Each of these updates contains the updated Instant Hijack, version 2.0.3, which will resolve the issue. When you first run any of the aforementioned applications, you’ll be prompted to update your copy of Instant Hijack (provided you have an old version installed). Do so, and you’ll be good to go.

The Problem

So, what caused this issue? This was due to a bug in Instant Hijack and is related to a new security feature in Leopard called position-independent executables (PIE). PIE is related to address space layout randomization. The basic effect is to move programs such as ssh to a different place in memory each time they start, making it more difficult for an attacker to exploit them.

Position-independent executables were available in Leopard from the start, and Instant Hijack was written to take them into account. However, nothing on the system actually used this facility when Leopard shipped. That changed with Security Update 2008-002, which includes a copy of ssh and related utilities which were compiled using PIE. At that point, we discovered that Instant Hijack’s PIE support didn’t work correctly.

Instant Hijack’s PIE support expected the program to be loaded at a random address.
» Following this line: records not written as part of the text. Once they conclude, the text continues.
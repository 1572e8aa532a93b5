//! Metrics aggregation and exposition.
//!
//! - [`aggregator`]: worker-partitioned store for component metric records
//! - [`histogram`]: fixed buckets for TIMER records
//! - [`exposition`]: Prometheus text rendering with deployment labels

pub mod aggregator;
pub mod exposition;
pub mod histogram;

pub use aggregator::{
    current_worker, MetricValue, MetricsAggregator, MetricsSnapshot, SnapshotEntry, WorkerId,
};
pub use exposition::{render, DeploymentLabels};
pub use histogram::{Histogram, BUCKETS};
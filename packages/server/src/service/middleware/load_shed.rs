//! Admission control for operations.
//!
//! At most `max_concurrent_operations` calls run at once. A call arriving
//! while every slot is taken fails fast with `OperationError::Overloaded`
//! and is counted under [`OPERATIONS_SHED`] in the metrics store, tagged with
//! its method and the `OVERLOADED` reason code.

use std::future::Future;
use std::pin::Pin;
use std::sync::Arc;
use std::task::{Context, Poll};

use predictor_core::MetricRecord;
use tokio::sync::Semaphore;
use tower::{Layer, Service};
use tracing::warn;

use crate::metrics::MetricsAggregator;
use crate::service::operation::{reasons, Operation, OperationError, OperationResponse};

/// Counter key of refused operations.
pub const OPERATIONS_SHED: &str = "predictor_operations_shed";

/// Shares one pool of call slots between every service it wraps.
#[derive(Debug, Clone)]
pub struct AdmissionLayer {
    slots: Arc<Semaphore>,
    store: Arc<MetricsAggregator>,
}

impl AdmissionLayer {
    #[must_use]
    pub fn new(max_concurrent: u32, store: Arc<MetricsAggregator>) -> Self {
        Self {
            slots: Arc::new(Semaphore::new(max_concurrent as usize)),
            store,
        }
    }
}

impl<S> Layer<S> for AdmissionLayer {
    type Service = Admission<S>;

    fn layer(&self, inner: S) -> Self::Service {
        Admission {
            inner,
            gate: self.clone(),
        }
    }
}

#[derive(Debug, Clone)]
pub struct Admission<S> {
    inner: S,
    gate: AdmissionLayer,
}

impl<S> Admission<S> {
    fn refuse(&self, op: &Operation) -> OperationError {
        let method = op.ctx().method;
        warn!(
            request_id = %op.ctx().request_id,
            method = %method,
            "operation shed, every call slot is busy"
        );
        ::metrics::counter!(
            "predictor_operations_shed_total",
            "method" => method.metric_tag(),
        )
        .increment(1);

        let shed =
            MetricRecord::counter(OPERATIONS_SHED, 1.0).with_tag("reason", reasons::OVERLOADED);
        if let Err(e) = self.gate.store.record(&[shed], method.metric_tag()) {
            warn!(error = %e, "failed to count shed operation");
        }
        OperationError::Overloaded
    }
}

impl<S> Service<Operation> for Admission<S>
where
    S: Service<Operation, Response = OperationResponse, Error = OperationError> + Send,
    S::Future: Send + 'static,
{
    type Response = OperationResponse;
    type Error = OperationError;
    type Future = Pin<Box<dyn Future<Output = Result<OperationResponse, OperationError>> + Send>>;

    fn poll_ready(&mut self, cx: &mut Context<'_>) -> Poll<Result<(), Self::Error>> {
        self.inner.poll_ready(cx)
    }

    fn call(&mut self, op: Operation) -> Self::Future {
        match Arc::clone(&self.gate.slots).try_acquire_owned() {
            Ok(slot) => {
                let fut = self.inner.call(op);
                Box::pin(async move {
                    let _slot = slot;
                    fut.await
                })
            }
            Err(_) => {
                let err = self.refuse(&op);
                Box::pin(async move { Err(err) })
            }
        }
    }
}
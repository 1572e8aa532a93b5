//! Error types for envelope decoding and metric record validation.

/// Errors produced while decoding or encoding an envelope.
///
/// Every variant is a client fault from the serving runtime's point of view:
/// the transport adapters surface all of them as `MalformedPayload`.
#[derive(Debug, thiserror::Error)]
pub enum CodecError {
    /// The envelope decoded structurally but violates an envelope invariant
    /// (no payload, more than one payload, shape/value mismatch, ...).
    #[error("malformed payload: {reason}")]
    Malformed { reason: String },
    #[error("invalid JSON: {0}")]
    Json(#[from] serde_json::Error),
    #[error("invalid MsgPack: {0}")]
    MsgPackDecode(#[from] rmp_serde::decode::Error),
    #[error("MsgPack encoding failed: {0}")]
    MsgPackEncode(#[from] rmp_serde::encode::Error),
}

impl CodecError {
    /// Shorthand for [`CodecError::Malformed`].
    pub fn malformed(reason: impl Into<String>) -> Self {
        Self::Malformed {
            reason: reason.into(),
        }
    }
}

/// A metric record failed validation.
///
/// Raised before any aggregation happens, so one bad record rejects the
/// whole batch it arrived in.
#[derive(Debug, Clone, PartialEq, thiserror::Error)]
pub enum MetricError {
    #[error("metrics must be a list of records")]
    NotAList,
    #[error("metric #{index} is not an object")]
    NotAnObject { index: usize },
    #[error("metric #{index} has unknown type {found:?}")]
    UnknownType { index: usize, found: String },
    #[error("metric #{index} has no key")]
    MissingKey { index: usize },
    #[error("metric #{index} has no numeric value")]
    MissingValue { index: usize },
    #[error("metric {key:?} has a non-finite value")]
    NonFiniteValue { key: String },
    #[error("timer {key:?} has a negative duration")]
    NegativeTimer { key: String },
    #[error("metric #{index} tags must be a string map")]
    InvalidTags { index: usize },
}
However, Leopard’s PIE implementation loads a program’s executable code into memory, and then moves it to a new, random address. Instant Hijack briefly inspects each process as it launches, in order to catch those that produce audio. On something like ssh, it exits very early, but that was enough to cause an issue here. Instant Hijack was left looking for the executable code in the original but since-vacated spot, and this triggered a crash.

Summary

Fortunately, the fix to Instant Hijack was relatively quick and we’ve updated all of our affected software. If you use Audio Hijack Pro, Airfoil, or Nicecast, grab the latest update and install the newest Instant Hijack component. Once you do, you’ll be all set.